Gross claims were up 12.2 percent at Sh2.19 billion.

“Our plan is to continue growing premiums by focusing on new markets and deepening our penetration in markets that we already operate in,” said Kenya-Re’s CEO Jadiah Mwarania.

He said prospects for new business are high in Angola, Mozambique and Botswana.

Kenya-Re has a presence in 23 African countries and 11 countries in the Middle East and Asia.

He said the company will also seek to work with all insurance companies in the markets it operates in, a model that it pursues in Kenya albeit with state support.

“In a country like Uganda, we are working with 14 insurance companies but the plan now is to work with all the 18 companies,” he said.

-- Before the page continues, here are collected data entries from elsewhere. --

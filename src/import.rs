//! Bulk import of simple HTTP monitors
//!
//! Rows come from a spreadsheet export with the columns `Monitor Name`,
//! `Frequency`, `Enabled`, `Type`, `URL`, `Method`, `Request Body`,
//! `Locations` and optionally `Description`. Any other column is a tag whose
//! key is the column name. Reading the file is left to the caller; this
//! module only turns already split rows into monitor documents.

use serde_json::{json, Value};

use crate::error::{Error, Result};
use crate::monitor::Tag;

const NAME: &str = "Monitor Name";
const FREQUENCY: &str = "Frequency";
const ENABLED: &str = "Enabled";
const TYPE: &str = "Type";
const URL: &str = "URL";
const METHOD: &str = "Method";
const DESCRIPTION: &str = "Description";
const REQUEST_BODY: &str = "Request Body";
const LOCATIONS: &str = "Locations";

const KNOWN_COLUMNS: &[&str] = &[
    NAME,
    FREQUENCY,
    ENABLED,
    TYPE,
    URL,
    METHOD,
    DESCRIPTION,
    REQUEST_BODY,
    LOCATIONS,
];

/// One row of a simple HTTP monitor sheet
#[derive(Debug, Clone, PartialEq)]
pub struct SimpleHttpRow {
    pub name: String,
    pub frequency_min: u32,
    pub enabled: bool,
    pub monitor_type: String,
    pub url: String,
    pub method: String,
    /// Falls back to the URL
    pub description: Option<String>,
    pub request_body: Option<String>,
    pub locations: Vec<String>,
    pub tags: Vec<Tag>,
}

impl SimpleHttpRow {
    /// Build a row from `(column name, cell)` pairs in sheet order.
    ///
    /// Empty cells count as missing. Tag columns with an empty cell become
    /// key-only tags.
    pub fn from_columns<I, K, V>(columns: I) -> Result<Self>
    where
        I: IntoIterator<Item = (K, V)>,
        K: AsRef<str>,
        V: AsRef<str>,
    {
        let mut cells: Vec<(String, String)> = Vec::new();
        let mut tags = Vec::new();
        for (column, cell) in columns {
            let (column, cell) = (column.as_ref().trim(), cell.as_ref().trim());
            if KNOWN_COLUMNS.contains(&column) {
                cells.push((column.to_string(), cell.to_string()));
            } else {
                let value = (!cell.is_empty()).then(|| cell.to_string());
                tags.push(Tag::new(column, value));
            }
        }

        let cell = |column: &str| -> Option<String> {
            cells
                .iter()
                .find(|(c, v)| c == column && !v.is_empty())
                .map(|(_, v)| v.clone())
        };
        let required =
            |column: &str| cell(column).ok_or_else(|| Error::import_row(column, "missing value"));

        let frequency = required(FREQUENCY)?;
        let frequency_min = frequency
            .parse::<f64>()
            .ok()
            .filter(|f| f.fract() == 0.0 && *f >= 0.0 && *f <= u32::MAX as f64)
            .map(|f| f as u32)
            .ok_or_else(|| {
                Error::import_row(FREQUENCY, format!("not a whole number: {}", frequency))
            })?;

        let enabled = required(ENABLED)?;
        let enabled = match enabled.to_ascii_lowercase().as_str() {
            "true" | "1" | "yes" => true,
            "false" | "0" | "no" => false,
            _ => return Err(Error::import_row(ENABLED, format!("not a boolean: {}", enabled))),
        };

        Ok(Self {
            name: required(NAME)?,
            frequency_min,
            enabled,
            monitor_type: required(TYPE)?,
            url: required(URL)?,
            method: required(METHOD)?,
            description: cell(DESCRIPTION),
            request_body: cell(REQUEST_BODY),
            locations: required(LOCATIONS)?
                .split(',')
                .map(str::trim)
                .filter(|l| !l.is_empty())
                .map(str::to_string)
                .collect(),
            tags,
        })
    }

    pub fn is_http(&self) -> bool {
        self.monitor_type == "HTTP"
    }

    /// Monitor document for a single-request HTTP monitor
    pub fn to_document(&self) -> Result<Value> {
        let mut request = json!({
            "description": self.description.as_deref().unwrap_or(&self.url),
            "url": self.url,
            "method": self.method,
            "configuration": {
                "acceptAnyCertificate": true,
                "followRedirects": true
            },
            "preProcessingScript": "",
            "postProcessingScript": ""
        });
        if let Some(ref body) = self.request_body {
            request["requestBody"] = Value::String(body.clone());
        }

        Ok(json!({
            "name": self.name,
            "frequencyMin": self.frequency_min,
            "enabled": self.enabled,
            "type": "HTTP",
            "script": {
                "version": "1.0",
                "requests": [request]
            },
            "locations": self.locations,
            "tags": serde_json::to_value(&self.tags)?,
            "manuallyAssignedApps": []
        }))
    }
}

#[cfg(test)]
mod tests {
    use super::*;

    fn columns() -> Vec<(&'static str, &'static str)> {
        vec![
            ("Monitor Name", "shop home"),
            ("Frequency", "15"),
            ("Enabled", "True"),
            ("Type", "HTTP"),
            ("URL", "https://shop.example.com"),
            ("Method", "GET"),
            ("Request Body", ""),
            ("Locations", "GEOLOCATION-1, GEOLOCATION-2"),
            ("team", "web"),
            ("critical", ""),
        ]
    }

    #[test]
    fn test_row_from_columns() {
        let row = SimpleHttpRow::from_columns(columns()).unwrap();
        assert_eq!(row.frequency_min, 15);
        assert!(row.enabled);
        assert!(row.is_http());
        assert_eq!(row.request_body, None);
        assert_eq!(row.locations, ["GEOLOCATION-1", "GEOLOCATION-2"]);
        assert_eq!(
            row.tags,
            vec![
                Tag::new("team", Some("web".to_string())),
                Tag::new("critical", None)
            ]
        );
    }

    #[test]
    fn test_document_keeps_tags_and_frequency_apart() {
        let doc = SimpleHttpRow::from_columns(columns())
            .unwrap()
            .to_document()
            .unwrap();
        assert_eq!(doc["frequencyMin"], 15);
        assert_eq!(
            doc["tags"],
            json!([{"key": "team", "value": "web"}, {"key": "critical"}])
        );
        let request = &doc["script"]["requests"][0];
        assert_eq!(request["description"], "https://shop.example.com");
        assert!(request.get("requestBody").is_none());
        assert_eq!(request["configuration"]["followRedirects"], true);
    }

    #[test]
    fn test_body_and_description() {
        let mut cols = columns();
        cols[6] = ("Request Body", "{\"q\":1}");
        cols.push(("Description", "search"));
        let doc = SimpleHttpRow::from_columns(cols).unwrap().to_document().unwrap();
        let request = &doc["script"]["requests"][0];
        assert_eq!(request["requestBody"], "{\"q\":1}");
        assert_eq!(request["description"], "search");
    }

    #[test]
    fn test_float_frequency_from_spreadsheet() {
        let mut cols = columns();
        cols[1] = ("Frequency", "5.0");
        assert_eq!(SimpleHttpRow::from_columns(cols).unwrap().frequency_min, 5);
    }

    #[test]
    fn test_bad_cells() {
        let mut cols = columns();
        cols[1] = ("Frequency", "often");
        assert!(matches!(
            SimpleHttpRow::from_columns(cols),
            Err(Error::InvalidImportRow { ref column, .. }) if column == "Frequency"
        ));

        let mut cols = columns();
        cols[2] = ("Enabled", "maybe");
        assert!(SimpleHttpRow::from_columns(cols).is_err());

        let mut cols = columns();
        cols.remove(4);
        assert!(matches!(
            SimpleHttpRow::from_columns(cols),
            Err(Error::InvalidImportRow { ref column, .. }) if column == "URL"
        ));
    }
}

Kenya-Re currently underwrites business for all the 47 insurance companies in Kenya, which are by law required to cede 18 per cent of their reinsurance to the company up to 2015, accounting for 40 per cent of Kenya-Re’s gross premium income.

The company announced plans to start a microinsurance line to tap into the growing microinsurance underwriting business especially in agriculture.

Kenya-Re said it will also set a dedicated Takaful (Shari’ah compliant insurance) as the insurance model grows in East Africa.

The company already has Takaful insurance in Sudan where all the insurance companies offer Takaful products.

Growth will also be driven by tripling of the mortgage lending, which shot from an annual Sh100 million to Sh300 million starting January 2011.

“Mortgage will remain our non-core business, but we want to continue to tap its good returns, we have also decided to increase the amount we lend because the cost of construction has gone up,” said the CEO in an interview.

Kenya-Re is expected to continue riding on local insurers to increase penetration from the current 2.9 per cent of the gross domestic product although inflation could slow uptake.